Mas do que se tratam os tais asilos? Bom, eu vou novamente resumir bastante, mas deixo um link informativo aqui, caso interesse.Tratam-se de instituições de ""reabilitação"" de mulheres consideradas desviantes. Pra ICAR, obviamente, o desvio está em ser humana, em fazer sexo, basicamente. Mulheres pobres, estrangeiras, ciganas também entravam na roda da humilhação. Eu li bastante coisa, mas os relatos que ouço das minhas amigas irlandesas me deixam ainda mais horrorizada: essas mulheres eram forçadas a trabalhar em lavanderias gerenciadas por freiras. Trabalho exaustivo, pouca comida, tratamento médico zero, muitas doenças (parece que as lavanderias que tratavam de roupas de hospitais eram as piores) e um frio de lascar. Era assim que a Igreja imaginava que reabilitaria essas mulheres, cujo grande crime foi ter feito sexo: na maioria dos casos, antes do casamento.


O sadismo era tanto que essas mulheres tinham tratamento médico negado no pós-parto. Muitas morriam de infecção generalizada, pois as freiras se negavam a prover-lhes antibióticos. As crianças eram extremamente mal-cuidadas e mal-tratadas. Acreditava-se por aqui que filho bastardo coisa boa não poderia ser, então a política era deixar morrer. As que tiveram sorte suficiente de sobreviver eram enviadas pelas freiras à escolas católicas, e tinham que se sentar distante das crianças "legítimas". A separação entre "legítimas" e "bastardas" era total, e dizem que as tais legítimas eram ENCORAJADAS a humilhar as bastardas. Li uma história de uma mulher que enrolou uma pedra num papel de bala e deu para uma dessas pobres crianças, só para morrer de rir da carinha triste dela. A mulher se arrependeu amargamente de ter feito isso, e o resultado é que ela é hoje a historiadora que investigou o ocorrido.

Tem um filme rodando por aí, chamado Philomena, que mostra a busca de uma mulher por seu filho, que nasceu em uma dessas lavanderias, que eu ainda não tive a chance de assistir. Mas, eu li uma entrevista que a Philomena deu recentemente, expressando choque e horror com relação ao caso que ficou conhecido como "os bebês de Tuam". Ela disse: "Como pode eles terem feito isso? Como que mulheres que professaram seu amor por Deus, que eram Cristãs, podem ter pensado que agir assim era o certo? (...) É de uma crueldade impensável. Meu coração dói por essas crianças e suas pobres mães. Eu poderia chorar hoje. Elas foram alimentadas com água e açúcar e eu imagino que ficaram tão desnutridas que acabaram morrendo e sendo jogadas fora". A entrevista completa, em inglês, pode ser lida aqui.

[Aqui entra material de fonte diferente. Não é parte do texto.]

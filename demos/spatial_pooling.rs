//! A parameterized region pools moving bars on a 32x32 input into a 16x16 column grid.
//!
//! Spatial learning is switched on, so proximal permanences and boosts adapt while the bars sweep
//! across the input. The demo prints how sparse the column activity is and how much of each
//! column's proximal segment ends up connected.
//!
//! Run with: `RUST_LOG=cla_region=debug cargo run --release --example spatial_pooling`

use anyhow::Result;
use cla_region::prelude::*;
use tracing::info;
use tracing_subscriber::EnvFilter;

const SIZE: usize = 32;
const STEPS: usize = 400;

/// A vertical or horizontal bar, four bits thick, at `offset`.
fn bar(offset: usize, vertical: bool) -> Vec<bool> {
    (0..SIZE * SIZE)
        .map(|i| {
            let (x, y) = (i % SIZE, i / SIZE);
            let pos = if vertical { x } else { y };
            (offset..offset + 4).contains(&pos)
        })
        .collect()
}

fn main() -> Result<()> {
    tracing_subscriber::fmt()
        .with_env_filter(EnvFilter::try_from_default_env().unwrap_or_else(|_| EnvFilter::new("info")))
        .init();

    let config = RegionConfig {
        report_interval: 100,
        ..RegionConfig::default()
    };
    let params = RegionParams::parameterized(SIZE, SIZE, 16, 16, 0.5, 0.1, 0, 0.05, 4, 3, 5)
        .with_spatial_learning(true)
        .with_scheduler(Scheduler::Parallel)
        .with_config(config);
    let mut region = Region::new(params)?;

    info!(
        inhibition_radius = region.inhibition_radius,
        desired_local_activity = region.desired_local_activity,
        synapses_per_segment = region.synapses_per_segment,
        "region ready"
    );

    let bars: Vec<Vec<bool>> = (0..SIZE - 4)
        .step_by(4)
        .flat_map(|offset| [bar(offset, true), bar(offset, false)])
        .collect();

    for step in 0..STEPS {
        region.update_input(&bars[step % bars.len()])?;
        region.run_once();

        if (step + 1) % 50 == 0 {
            let accuracy = region.last_accuracy();
            info!(
                step = step + 1,
                active_columns = region.num_active_columns(),
                inhibition_radius = region.inhibition_radius,
                activation = accuracy.activation,
                prediction = accuracy.prediction,
                "progress"
            );
        }
    }

    let connected = region.params.config.permanence.connected;
    let connected_fraction: f32 = region
        .columns
        .iter()
        .map(|column| {
            let total = column.proximal.synapses.len().max(1);
            column.proximal.num_connected(connected) as f32 / total as f32
        })
        .sum::<f32>()
        / region.columns.len() as f32;

    let mean_boost: f32 =
        region.columns.iter().map(|column| column.boost).sum::<f32>() / region.columns.len() as f32;

    println!(
        "active columns: {} of {}, connected proximal synapses: {:.1}%, mean boost: {:.3}",
        region.num_active_columns(),
        region.columns.len(),
        100.0 * connected_fraction,
        mean_boost
    );

    Ok(())
}
//! Deferred segment changes.
//!
//! Temporal pooling decides which segments to reinforce in phases 1 and 2 but only applies those
//! decisions in phase 3, once it knows whether the owning cell is learning. A `SegmentUpdateInfo`
//! records such a decision:
//! - the segment to change (or none, meaning "grow a new one"),
//! - a snapshot of the segment's active synapses at the time the decision was made,
//! - a random sample of cells that were learning at `t-1`, to grow new synapses towards.
//!
//! The sample is drawn from cells in other columns that lie within the locality radius and that
//! the segment is not yet connected to, so a segment never holds two synapses from one source.

use super::{
    activity::Activity,
    cell::CellAddress,
    config::RegionConfig,
    segment::Segment,
    synapses::SynapseSource,
};
use rand::{seq::IndexedRandom, Rng};
use tracing::trace;

/// Which time step a segment's activity is read from.
#[derive(Debug, Clone, Copy, PartialEq, Eq)]
pub enum TimeRef {
    Now,
    Previous,
}

/// Read-only context needed to build an update for a cell in column `column`.
#[derive(Debug, Clone, Copy)]
pub struct UpdateContext<'a> {
    pub activity: &'a Activity,
    pub column: usize,
    pub locality_radius: usize,
    pub new_synapse_count: usize,
}

/// A pending change to one of a cell's distal segments.
#[derive(Debug, Clone, PartialEq)]
pub struct SegmentUpdateInfo {
    /// Index of the target segment on the owning cell, `None` for a new segment.
    pub segment: Option<usize>,

    /// Connected synapses of the target segment that were active when the update was made.
    pub active_synapses: Vec<usize>,

    /// Cells to grow new synapses towards.
    pub learning_cells: Vec<CellAddress>,

    pub add_new_synapses: bool,

    /// Prediction horizon given to the segment if this update creates it.
    pub prediction_steps: usize,
}

impl SegmentUpdateInfo {
    /// Snapshots the target segment and samples the learning cells to connect to.
    pub fn new<R: Rng>(
        segments: &[Segment],
        segment: Option<usize>,
        time: TimeRef,
        add_new_synapses: bool,
        prediction_steps: usize,
        ctx: &UpdateContext,
        rng: &mut R,
    ) -> Self {
        let target = segment.and_then(|i| segments.get(i));

        let active_synapses: Vec<usize> = match (target, time) {
            (Some(seg), TimeRef::Now) => seg.active_synapses(ctx.activity, true).collect(),
            (Some(seg), TimeRef::Previous) => seg.prev_active_synapses(ctx.activity, true).collect(),
            (None, _) => Vec::new(),
        };

        let learning_cells = if add_new_synapses {
            let existing = target.map(Segment::sources).unwrap_or_default();

            let pool: Vec<CellAddress> = ctx
                .activity
                .learning_candidates(ctx.column, ctx.locality_radius)
                .filter(|&cell| !existing.contains(&SynapseSource::Cell(cell)))
                .collect();

            let wanted = match target {
                Some(_) => ctx.new_synapse_count.saturating_sub(active_synapses.len()),
                None => ctx.new_synapse_count,
            };
            let count = wanted.min(pool.len());

            if count > 0 {
                pool.choose_multiple(rng, count).copied().collect()
            } else {
                Vec::new()
            }
        } else {
            Vec::new()
        };

        Self {
            segment: target.and(segment),
            active_synapses,
            learning_cells,
            add_new_synapses,
            prediction_steps,
        }
    }

    /// Applies this update to the owning cell's segments.
    ///
    /// With positive reinforcement the snapshotted synapses are increased and all others decreased,
    /// otherwise only the snapshotted synapses are decreased. New synapses (and a new segment if
    /// there is no target) are only grown with positive reinforcement.
    pub fn apply(
        &self,
        segments: &mut Vec<Segment>,
        positive: bool,
        threshold: usize,
        config: &RegionConfig,
    ) {
        let options = &config.permanence;
        let grow = self.add_new_synapses && positive && !self.learning_cells.is_empty();

        if let Some(segment) = self.segment.and_then(|i| segments.get_mut(i)) {
            if positive {
                segment.update_permanences(&self.active_synapses, options);
            } else {
                segment.decrease_permanences(&self.active_synapses, options);
            }

            if grow {
                segment.create_synapses_to_learning_cells(
                    &self.learning_cells,
                    options.initial,
                    config.max_synapses_per_segment,
                );
            }
            return;
        }

        if !grow {
            return;
        }

        if let Some(cap) = config.max_segments_per_cell {
            if segments.len() >= cap {
                trace!(cap, "segment limit reached, not growing a new segment");
                return;
            }
        }

        let mut segment = Segment::distal(threshold, self.prediction_steps, config.max_prediction_steps);
        segment.create_synapses_to_learning_cells(
            &self.learning_cells,
            options.initial,
            config.max_synapses_per_segment,
        );
        trace!(
            steps = segment.prediction_steps,
            synapses = segment.synapses.len(),
            "new distal segment"
        );
        segments.push(segment);
    }
}

#[cfg(test)]
mod tests {
    use super::*;
    use crate::core::topology::Topology;
    use rand::{rngs::StdRng, SeedableRng};

    /// Four columns in a row, one cell each, all of them learning at `t-1`.
    fn all_learning() -> Activity {
        Activity::from_flags(
            Topology::new(4, 1),
            1,
            &[false; 4],
            &[true; 4],
            &[true; 4],
            &[],
        )
    }

    fn ctx(activity: &Activity, column: usize, new_synapse_count: usize) -> UpdateContext<'_> {
        UpdateContext {
            activity,
            column,
            locality_radius: 0,
            new_synapse_count,
        }
    }

    #[test]
    fn sampling_skips_own_column() {
        let activity = all_learning();
        let mut rng = StdRng::seed_from_u64(1);

        for _ in 0..20 {
            let info = SegmentUpdateInfo::new(
                &[],
                None,
                TimeRef::Previous,
                true,
                1,
                &ctx(&activity, 2, 10),
                &mut rng,
            );
            assert_eq!(info.learning_cells.len(), 3);
            assert!(info.learning_cells.iter().all(|cell| cell.col != 2));
        }
    }

    #[test]
    fn sampling_skips_existing_sources() {
        let activity = all_learning();
        let mut rng = StdRng::seed_from_u64(2);

        let mut seg = Segment::distal(1, 1, 10);
        seg.create_synapse(SynapseSource::Cell(CellAddress { col: 1, cell: 0 }), 0.1);

        let info = SegmentUpdateInfo::new(
            &[seg],
            Some(0),
            TimeRef::Previous,
            true,
            1,
            &ctx(&activity, 0, 10),
            &mut rng,
        );

        assert_eq!(info.segment, Some(0));
        let mut cols: Vec<usize> = info.learning_cells.iter().map(|cell| cell.col).collect();
        cols.sort_unstable();
        assert_eq!(cols, vec![2, 3]);
    }

    #[test]
    fn locality_restricts_candidates() {
        let activity = all_learning();
        let mut rng = StdRng::seed_from_u64(3);
        let context = UpdateContext {
            locality_radius: 1,
            ..ctx(&activity, 0, 10)
        };

        let info = SegmentUpdateInfo::new(&[], None, TimeRef::Previous, true, 1, &context, &mut rng);
        assert_eq!(info.learning_cells, vec![CellAddress { col: 1, cell: 0 }]);
    }

    #[test]
    fn active_synapses_reduce_sample_size() {
        let activity = all_learning();
        let mut rng = StdRng::seed_from_u64(4);

        // Connected at t-1 and its source was active, so it counts towards the new synapse count.
        let mut seg = Segment::distal(1, 1, 10);
        seg.create_synapse(SynapseSource::Cell(CellAddress { col: 1, cell: 0 }), 0.5);
        seg.synapses[0].was_connected = true;

        let info = SegmentUpdateInfo::new(
            &[seg],
            Some(0),
            TimeRef::Previous,
            true,
            1,
            &ctx(&activity, 0, 2),
            &mut rng,
        );

        assert_eq!(info.active_synapses, vec![0]);
        assert_eq!(info.learning_cells.len(), 1);
    }

    #[test]
    fn positive_apply_creates_a_segment() {
        let config = RegionConfig::default();
        let info = SegmentUpdateInfo {
            segment: None,
            active_synapses: Vec::new(),
            learning_cells: vec![CellAddress { col: 1, cell: 0 }, CellAddress { col: 2, cell: 0 }],
            add_new_synapses: true,
            prediction_steps: 3,
        };

        let mut segments = Vec::new();
        info.apply(&mut segments, false, 2, &config);
        assert!(segments.is_empty());

        info.apply(&mut segments, true, 2, &config);
        assert_eq!(segments.len(), 1);
        assert_eq!(segments[0].prediction_steps, 3);
        assert_eq!(segments[0].threshold, 2);
        assert!(segments[0]
            .synapses
            .iter()
            .all(|syn| syn.permanence == config.permanence.initial));
    }

    #[test]
    fn empty_sample_grows_nothing() {
        let config = RegionConfig::default();
        let info = SegmentUpdateInfo {
            segment: None,
            active_synapses: Vec::new(),
            learning_cells: Vec::new(),
            add_new_synapses: true,
            prediction_steps: 1,
        };

        let mut segments = Vec::new();
        info.apply(&mut segments, true, 1, &config);
        assert!(segments.is_empty());
    }

    #[test]
    fn segment_cap_refuses_growth() {
        let config = RegionConfig {
            max_segments_per_cell: Some(1),
            ..RegionConfig::default()
        };
        let info = SegmentUpdateInfo {
            segment: None,
            active_synapses: Vec::new(),
            learning_cells: vec![CellAddress { col: 1, cell: 0 }],
            add_new_synapses: true,
            prediction_steps: 1,
        };

        let mut segments = Vec::new();
        info.apply(&mut segments, true, 1, &config);
        info.apply(&mut segments, true, 1, &config);
        assert_eq!(segments.len(), 1);
    }
}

Eu traduzi a fala acima para abrir um pequeno parêntese: a comoção em torno do caso acabou colocando as freiras na posição de bode expiatório. O que é até previsível, considerando o grau de misoginia da sociedade. Os líderes da igreja, que são todos homens, estão sendo poupados de críticas e isso é bem sintomático de um sistema que demoniza as mulheres. Como essas lavanderias eram administradas por freiras, o primeiro instinto é justamente pensar como a Philomena pensa, e isso agrava ainda mais a situação de ódio contra as mulheres no país. Estão xingando as freiras enquanto a estrutura patriarcal da igreja continua intacta. 

O assunto mexe muito com os brios dos irlandeses. Praticamente todo mundo que tem a cabeça no lugar se envergonha desse passado não muito distante (as tais lavanderias, olha só, funcionaram até a década de noventa). E a igreja católica, como se posiciona? Tergiversando, óbvio. O bispo local veio com a velha e manjada ladainha que temos que analisar o "passado" com os olhos no "passado". Sabe, aquela historinha do contexto? Um contexto que só serve pra justificar as merdas que a igreja faz, e não necessariamente aquilo que o povo faz? Então. É isso, gente: os padres dizem que temos que analisar as coisas sob uma perspectiva histórica, sendo que os fatos são tão recentes que muitas vítimas ainda estão vivinhas da silva. Sendo humilhadas por um silêncio que já dura décadas.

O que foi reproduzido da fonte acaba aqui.